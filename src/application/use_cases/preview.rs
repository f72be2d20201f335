// ============================================================
// CONTACT PREVIEW PRESENTER
// ============================================================
// Capped, read-only view over a parse outcome

use std::fmt;

use serde::Serialize;

use crate::domain::csv::{IngestConfig, ParseOutcome, ParsedContact, ValidationIssue};

/// What the preview shows: a head of contacts and issues plus what was cut
#[derive(Debug, Serialize)]
pub struct ContactPreview<'a> {
    pub contacts: &'a [ParsedContact],
    pub total_contacts: usize,
    pub issues: &'a [ValidationIssue],
    pub total_issues: usize,
}

impl ContactPreview<'_> {
    pub fn hidden_contacts(&self) -> usize {
        self.total_contacts - self.contacts.len()
    }

    pub fn hidden_issues(&self) -> usize {
        self.total_issues - self.issues.len()
    }

    fn warnings(&self) -> IssueSummary<'_> {
        IssueSummary {
            issues: self.issues,
            total: self.total_issues,
        }
    }
}

/// Capped list of rejected rows, rendered on its own when nothing was accepted
#[derive(Debug, Serialize)]
pub struct IssueSummary<'a> {
    pub issues: &'a [ValidationIssue],
    pub total: usize,
}

pub struct PreviewPresenter {
    contact_limit: usize,
    issue_limit: usize,
}

impl Default for PreviewPresenter {
    fn default() -> Self {
        Self::new(&IngestConfig::default())
    }
}

impl PreviewPresenter {
    pub fn new(config: &IngestConfig) -> Self {
        Self {
            contact_limit: config.preview_contact_limit,
            issue_limit: config.preview_issue_limit,
        }
    }

    pub fn present<'a>(&self, outcome: &'a ParseOutcome) -> ContactPreview<'a> {
        let shown_contacts = outcome.contacts.len().min(self.contact_limit);
        let shown_issues = outcome.issues.len().min(self.issue_limit);

        ContactPreview {
            contacts: &outcome.contacts[..shown_contacts],
            total_contacts: outcome.contacts.len(),
            issues: &outcome.issues[..shown_issues],
            total_issues: outcome.issues.len(),
        }
    }

    pub fn summarize_issues<'a>(&self, issues: &'a [ValidationIssue]) -> IssueSummary<'a> {
        IssueSummary {
            issues: &issues[..issues.len().min(self.issue_limit)],
            total: issues.len(),
        }
    }
}

const EMAIL_TITLE: &str = "Email";
const FIRST_NAME_TITLE: &str = "First name";
const LAST_NAME_TITLE: &str = "Last name";
const MISSING: &str = "-";

fn name_or_dash(value: &Option<String>) -> &str {
    match value.as_deref() {
        Some(v) if !v.is_empty() => v,
        _ => MISSING,
    }
}

impl fmt::Display for IssueSummary<'_> {
    fn fmt(&self, f: &mut fmt::Formatter<'_>) -> fmt::Result {
        if self.total == 0 {
            return Ok(());
        }

        writeln!(f, "Warnings ({})", self.total)?;
        for issue in self.issues {
            writeln!(f, "  - {}", issue)?;
        }
        let hidden = self.total - self.issues.len();
        if hidden > 0 {
            writeln!(f, "  ... and {} more warnings", hidden)?;
        }
        Ok(())
    }
}

impl fmt::Display for ContactPreview<'_> {
    fn fmt(&self, f: &mut fmt::Formatter<'_>) -> fmt::Result {
        if self.total_issues > 0 {
            write!(f, "{}", self.warnings())?;
            writeln!(f)?;
        }

        let email_width = self
            .contacts
            .iter()
            .map(|c| c.email.chars().count())
            .chain(std::iter::once(EMAIL_TITLE.len()))
            .max()
            .unwrap_or(EMAIL_TITLE.len());
        let first_width = self
            .contacts
            .iter()
            .map(|c| name_or_dash(&c.first_name).chars().count())
            .chain(std::iter::once(FIRST_NAME_TITLE.len()))
            .max()
            .unwrap_or(FIRST_NAME_TITLE.len());

        writeln!(
            f,
            "{:<ew$} | {:<fw$} | {}",
            EMAIL_TITLE,
            FIRST_NAME_TITLE,
            LAST_NAME_TITLE,
            ew = email_width,
            fw = first_width
        )?;
        writeln!(
            f,
            "{}-+-{}-+-{}",
            "-".repeat(email_width),
            "-".repeat(first_width),
            "-".repeat(LAST_NAME_TITLE.len())
        )?;

        for contact in self.contacts {
            writeln!(
                f,
                "{:<ew$} | {:<fw$} | {}",
                contact.email,
                name_or_dash(&contact.first_name),
                name_or_dash(&contact.last_name),
                ew = email_width,
                fw = first_width
            )?;
        }

        if self.hidden_contacts() > 0 {
            writeln!(
                f,
                "Showing {} of {} contacts",
                self.contacts.len(),
                self.total_contacts
            )?;
        }

        Ok(())
    }
}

##########

Begin at the line above that has "pub struct ContactPreview<'a>" and stop after the line that has "fn warnings(&self) ->", copying each line exactly and adding nothing else.

pub struct ContactPreview<'a> {
    pub contacts: &'a [ParsedContact],
    pub total_contacts: usize,
    pub issues: &'a [ValidationIssue],
    pub total_issues: usize,
}

impl ContactPreview<'_> {
    pub fn hidden_contacts(&self) -> usize {
        self.total_contacts - self.contacts.len()
    }

    pub fn hidden_issues(&self) -> usize {
        self.total_issues - self.issues.len()
    }

    fn warnings(&self) -> IssueSummary<'_> {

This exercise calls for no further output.